[Saved entries]
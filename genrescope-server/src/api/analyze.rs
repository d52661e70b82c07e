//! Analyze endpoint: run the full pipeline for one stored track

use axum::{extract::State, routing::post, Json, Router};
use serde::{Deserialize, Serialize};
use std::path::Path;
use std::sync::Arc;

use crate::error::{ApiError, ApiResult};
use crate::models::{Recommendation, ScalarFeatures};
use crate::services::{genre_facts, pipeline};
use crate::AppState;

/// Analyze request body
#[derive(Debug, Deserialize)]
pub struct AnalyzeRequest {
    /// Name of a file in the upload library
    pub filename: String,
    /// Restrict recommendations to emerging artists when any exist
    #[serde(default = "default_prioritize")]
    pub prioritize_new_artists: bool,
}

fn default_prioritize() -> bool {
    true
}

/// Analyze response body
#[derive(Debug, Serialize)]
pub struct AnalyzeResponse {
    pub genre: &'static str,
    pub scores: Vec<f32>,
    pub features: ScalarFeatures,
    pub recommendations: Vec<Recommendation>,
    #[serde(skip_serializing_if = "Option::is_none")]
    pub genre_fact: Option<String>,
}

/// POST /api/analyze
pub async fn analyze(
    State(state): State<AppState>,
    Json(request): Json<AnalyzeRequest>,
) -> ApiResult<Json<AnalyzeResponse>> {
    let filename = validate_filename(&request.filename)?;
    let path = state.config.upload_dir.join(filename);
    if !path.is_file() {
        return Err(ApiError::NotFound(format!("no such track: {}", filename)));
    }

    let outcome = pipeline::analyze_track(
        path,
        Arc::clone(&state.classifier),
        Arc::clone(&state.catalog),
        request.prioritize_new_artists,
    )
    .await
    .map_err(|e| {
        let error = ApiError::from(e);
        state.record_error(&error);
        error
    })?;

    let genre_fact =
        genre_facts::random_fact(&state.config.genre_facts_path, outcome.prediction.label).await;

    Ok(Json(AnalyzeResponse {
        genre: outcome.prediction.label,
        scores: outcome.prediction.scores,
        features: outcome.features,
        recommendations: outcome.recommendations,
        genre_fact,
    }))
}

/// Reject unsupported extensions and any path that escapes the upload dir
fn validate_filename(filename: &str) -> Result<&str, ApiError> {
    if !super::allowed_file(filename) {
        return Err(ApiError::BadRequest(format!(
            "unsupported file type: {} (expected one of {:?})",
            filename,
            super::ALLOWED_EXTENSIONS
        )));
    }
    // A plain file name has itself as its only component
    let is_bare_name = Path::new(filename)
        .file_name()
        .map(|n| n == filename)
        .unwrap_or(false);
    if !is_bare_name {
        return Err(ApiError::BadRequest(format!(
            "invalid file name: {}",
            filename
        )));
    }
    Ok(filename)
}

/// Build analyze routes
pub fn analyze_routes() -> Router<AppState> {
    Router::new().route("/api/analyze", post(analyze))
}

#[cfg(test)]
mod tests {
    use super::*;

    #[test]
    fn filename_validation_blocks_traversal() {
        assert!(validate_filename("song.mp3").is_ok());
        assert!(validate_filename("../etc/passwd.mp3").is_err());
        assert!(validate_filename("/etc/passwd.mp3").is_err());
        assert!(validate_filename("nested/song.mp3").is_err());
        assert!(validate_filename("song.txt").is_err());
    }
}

--

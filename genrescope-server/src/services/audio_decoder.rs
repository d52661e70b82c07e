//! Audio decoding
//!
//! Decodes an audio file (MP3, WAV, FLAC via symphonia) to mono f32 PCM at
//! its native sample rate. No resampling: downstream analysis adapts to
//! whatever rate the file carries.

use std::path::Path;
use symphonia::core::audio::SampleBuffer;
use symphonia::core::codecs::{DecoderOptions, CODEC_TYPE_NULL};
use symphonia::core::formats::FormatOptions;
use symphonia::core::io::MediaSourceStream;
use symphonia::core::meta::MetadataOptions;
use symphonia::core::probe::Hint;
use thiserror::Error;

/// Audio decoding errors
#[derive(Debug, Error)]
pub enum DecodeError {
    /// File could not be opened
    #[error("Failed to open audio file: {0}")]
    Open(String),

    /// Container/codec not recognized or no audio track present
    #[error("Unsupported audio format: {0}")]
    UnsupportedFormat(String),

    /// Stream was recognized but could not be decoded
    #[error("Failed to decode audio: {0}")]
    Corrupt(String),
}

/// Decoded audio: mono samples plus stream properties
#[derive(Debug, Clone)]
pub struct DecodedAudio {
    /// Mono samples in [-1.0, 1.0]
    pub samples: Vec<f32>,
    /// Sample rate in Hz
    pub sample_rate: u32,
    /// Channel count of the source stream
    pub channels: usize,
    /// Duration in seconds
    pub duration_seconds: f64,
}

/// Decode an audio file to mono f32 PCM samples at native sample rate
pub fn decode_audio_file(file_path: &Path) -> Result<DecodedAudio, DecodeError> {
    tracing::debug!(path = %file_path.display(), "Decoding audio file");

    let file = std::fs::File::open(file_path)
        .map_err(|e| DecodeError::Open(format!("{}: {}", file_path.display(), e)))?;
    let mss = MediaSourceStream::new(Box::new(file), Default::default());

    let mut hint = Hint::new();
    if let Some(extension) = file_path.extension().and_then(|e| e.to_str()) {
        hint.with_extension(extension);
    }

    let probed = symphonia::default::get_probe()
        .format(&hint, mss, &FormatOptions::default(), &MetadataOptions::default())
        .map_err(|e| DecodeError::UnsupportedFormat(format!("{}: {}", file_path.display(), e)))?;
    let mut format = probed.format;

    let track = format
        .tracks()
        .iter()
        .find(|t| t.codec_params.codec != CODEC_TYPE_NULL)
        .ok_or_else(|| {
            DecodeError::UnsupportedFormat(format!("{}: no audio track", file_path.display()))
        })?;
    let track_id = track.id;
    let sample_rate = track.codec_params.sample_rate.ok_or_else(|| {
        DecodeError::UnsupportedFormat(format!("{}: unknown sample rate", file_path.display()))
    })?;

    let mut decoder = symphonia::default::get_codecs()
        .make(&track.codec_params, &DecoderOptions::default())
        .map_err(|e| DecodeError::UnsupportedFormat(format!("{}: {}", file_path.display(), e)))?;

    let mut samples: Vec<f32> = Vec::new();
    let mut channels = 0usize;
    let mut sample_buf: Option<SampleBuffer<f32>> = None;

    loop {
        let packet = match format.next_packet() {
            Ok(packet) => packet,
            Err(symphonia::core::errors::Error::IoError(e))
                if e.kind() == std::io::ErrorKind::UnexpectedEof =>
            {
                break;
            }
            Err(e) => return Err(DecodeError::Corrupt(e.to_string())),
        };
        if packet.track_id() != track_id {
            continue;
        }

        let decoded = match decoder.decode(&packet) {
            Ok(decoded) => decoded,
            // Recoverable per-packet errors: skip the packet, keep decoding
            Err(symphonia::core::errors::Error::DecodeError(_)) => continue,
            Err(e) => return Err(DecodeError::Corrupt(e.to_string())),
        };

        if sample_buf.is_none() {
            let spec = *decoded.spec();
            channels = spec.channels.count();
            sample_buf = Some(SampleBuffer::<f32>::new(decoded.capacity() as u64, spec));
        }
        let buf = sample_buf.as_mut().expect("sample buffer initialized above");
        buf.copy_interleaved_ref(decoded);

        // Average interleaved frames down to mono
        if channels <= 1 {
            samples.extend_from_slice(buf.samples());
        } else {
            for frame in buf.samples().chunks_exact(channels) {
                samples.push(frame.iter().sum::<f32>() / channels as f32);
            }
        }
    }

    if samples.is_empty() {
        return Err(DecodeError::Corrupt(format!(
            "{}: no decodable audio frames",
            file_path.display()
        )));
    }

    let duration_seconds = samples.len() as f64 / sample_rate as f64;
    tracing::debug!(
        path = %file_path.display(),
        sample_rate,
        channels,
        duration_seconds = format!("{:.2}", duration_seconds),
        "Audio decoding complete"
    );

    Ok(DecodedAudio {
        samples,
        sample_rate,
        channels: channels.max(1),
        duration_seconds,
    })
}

---

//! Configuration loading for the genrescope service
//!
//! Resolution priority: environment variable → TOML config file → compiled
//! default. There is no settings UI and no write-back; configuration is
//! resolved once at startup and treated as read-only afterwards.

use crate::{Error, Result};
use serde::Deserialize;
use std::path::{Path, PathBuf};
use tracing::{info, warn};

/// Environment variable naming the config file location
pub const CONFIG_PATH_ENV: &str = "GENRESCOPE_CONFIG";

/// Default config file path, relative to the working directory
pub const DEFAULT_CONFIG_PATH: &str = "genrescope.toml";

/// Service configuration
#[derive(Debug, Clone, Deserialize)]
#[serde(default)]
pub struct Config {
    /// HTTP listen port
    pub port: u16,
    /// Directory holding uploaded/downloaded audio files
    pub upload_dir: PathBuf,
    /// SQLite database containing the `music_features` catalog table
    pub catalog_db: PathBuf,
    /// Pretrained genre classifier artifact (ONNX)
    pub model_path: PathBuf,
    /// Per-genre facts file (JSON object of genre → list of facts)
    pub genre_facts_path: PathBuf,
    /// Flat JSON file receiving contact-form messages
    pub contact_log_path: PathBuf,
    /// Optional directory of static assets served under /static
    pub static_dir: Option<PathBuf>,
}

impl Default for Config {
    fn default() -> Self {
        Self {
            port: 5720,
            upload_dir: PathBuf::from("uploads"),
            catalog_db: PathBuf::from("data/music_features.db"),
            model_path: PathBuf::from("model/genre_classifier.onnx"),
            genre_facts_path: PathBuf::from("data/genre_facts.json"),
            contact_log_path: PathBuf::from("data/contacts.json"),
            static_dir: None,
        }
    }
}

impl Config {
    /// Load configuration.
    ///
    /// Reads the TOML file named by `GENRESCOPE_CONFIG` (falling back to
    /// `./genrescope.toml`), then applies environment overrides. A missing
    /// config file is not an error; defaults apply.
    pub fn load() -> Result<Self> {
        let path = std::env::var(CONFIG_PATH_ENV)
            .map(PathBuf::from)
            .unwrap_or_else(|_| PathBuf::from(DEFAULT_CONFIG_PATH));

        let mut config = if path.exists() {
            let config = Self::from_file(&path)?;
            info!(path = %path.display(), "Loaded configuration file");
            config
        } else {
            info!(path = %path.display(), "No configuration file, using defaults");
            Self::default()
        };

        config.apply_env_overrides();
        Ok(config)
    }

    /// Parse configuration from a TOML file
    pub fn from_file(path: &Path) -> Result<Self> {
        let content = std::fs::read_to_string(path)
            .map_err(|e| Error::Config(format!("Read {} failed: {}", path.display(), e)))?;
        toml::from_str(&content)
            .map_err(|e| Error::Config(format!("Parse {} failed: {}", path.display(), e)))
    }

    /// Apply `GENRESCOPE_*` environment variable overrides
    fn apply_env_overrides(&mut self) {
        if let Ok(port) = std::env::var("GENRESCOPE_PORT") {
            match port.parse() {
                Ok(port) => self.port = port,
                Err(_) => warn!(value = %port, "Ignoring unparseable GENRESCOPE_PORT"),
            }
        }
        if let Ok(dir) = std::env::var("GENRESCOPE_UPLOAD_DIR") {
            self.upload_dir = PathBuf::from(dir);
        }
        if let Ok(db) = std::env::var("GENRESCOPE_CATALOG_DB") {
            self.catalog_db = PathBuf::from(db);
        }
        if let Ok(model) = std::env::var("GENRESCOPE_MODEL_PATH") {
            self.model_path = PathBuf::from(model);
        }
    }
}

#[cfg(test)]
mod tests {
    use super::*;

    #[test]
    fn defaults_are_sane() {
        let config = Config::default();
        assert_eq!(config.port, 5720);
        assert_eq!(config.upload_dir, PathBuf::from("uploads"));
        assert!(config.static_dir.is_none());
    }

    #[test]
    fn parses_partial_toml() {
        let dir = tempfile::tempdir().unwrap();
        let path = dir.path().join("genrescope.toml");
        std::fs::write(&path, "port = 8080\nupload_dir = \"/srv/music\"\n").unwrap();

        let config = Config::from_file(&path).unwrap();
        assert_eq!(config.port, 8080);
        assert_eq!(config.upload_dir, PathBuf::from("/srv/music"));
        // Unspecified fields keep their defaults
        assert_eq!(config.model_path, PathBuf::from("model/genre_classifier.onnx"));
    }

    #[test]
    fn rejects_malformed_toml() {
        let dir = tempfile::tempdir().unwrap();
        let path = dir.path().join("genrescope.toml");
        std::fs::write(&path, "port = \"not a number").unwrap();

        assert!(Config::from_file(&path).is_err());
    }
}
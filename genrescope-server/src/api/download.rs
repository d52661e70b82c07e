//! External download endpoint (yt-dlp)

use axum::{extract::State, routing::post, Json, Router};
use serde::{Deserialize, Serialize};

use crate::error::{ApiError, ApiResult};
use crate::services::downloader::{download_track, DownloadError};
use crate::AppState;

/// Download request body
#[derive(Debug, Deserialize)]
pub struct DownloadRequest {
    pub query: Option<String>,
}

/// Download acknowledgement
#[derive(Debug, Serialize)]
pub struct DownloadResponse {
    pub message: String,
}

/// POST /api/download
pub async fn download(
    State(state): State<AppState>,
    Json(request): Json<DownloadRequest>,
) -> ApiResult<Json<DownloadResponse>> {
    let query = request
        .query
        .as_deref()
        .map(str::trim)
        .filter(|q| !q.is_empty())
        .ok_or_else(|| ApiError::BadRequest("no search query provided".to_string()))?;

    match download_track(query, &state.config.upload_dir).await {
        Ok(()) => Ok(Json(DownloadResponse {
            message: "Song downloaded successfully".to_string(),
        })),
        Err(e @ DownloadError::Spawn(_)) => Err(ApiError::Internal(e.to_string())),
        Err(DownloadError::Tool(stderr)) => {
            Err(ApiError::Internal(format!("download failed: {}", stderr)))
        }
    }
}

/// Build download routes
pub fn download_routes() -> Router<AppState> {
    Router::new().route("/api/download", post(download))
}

## PROBLEM
Bring together all lines in the records where the word "bool" is found.

## FINISHED EXERCISE
    pub prioritize_new_artists: bool,
fn default_prioritize() -> bool {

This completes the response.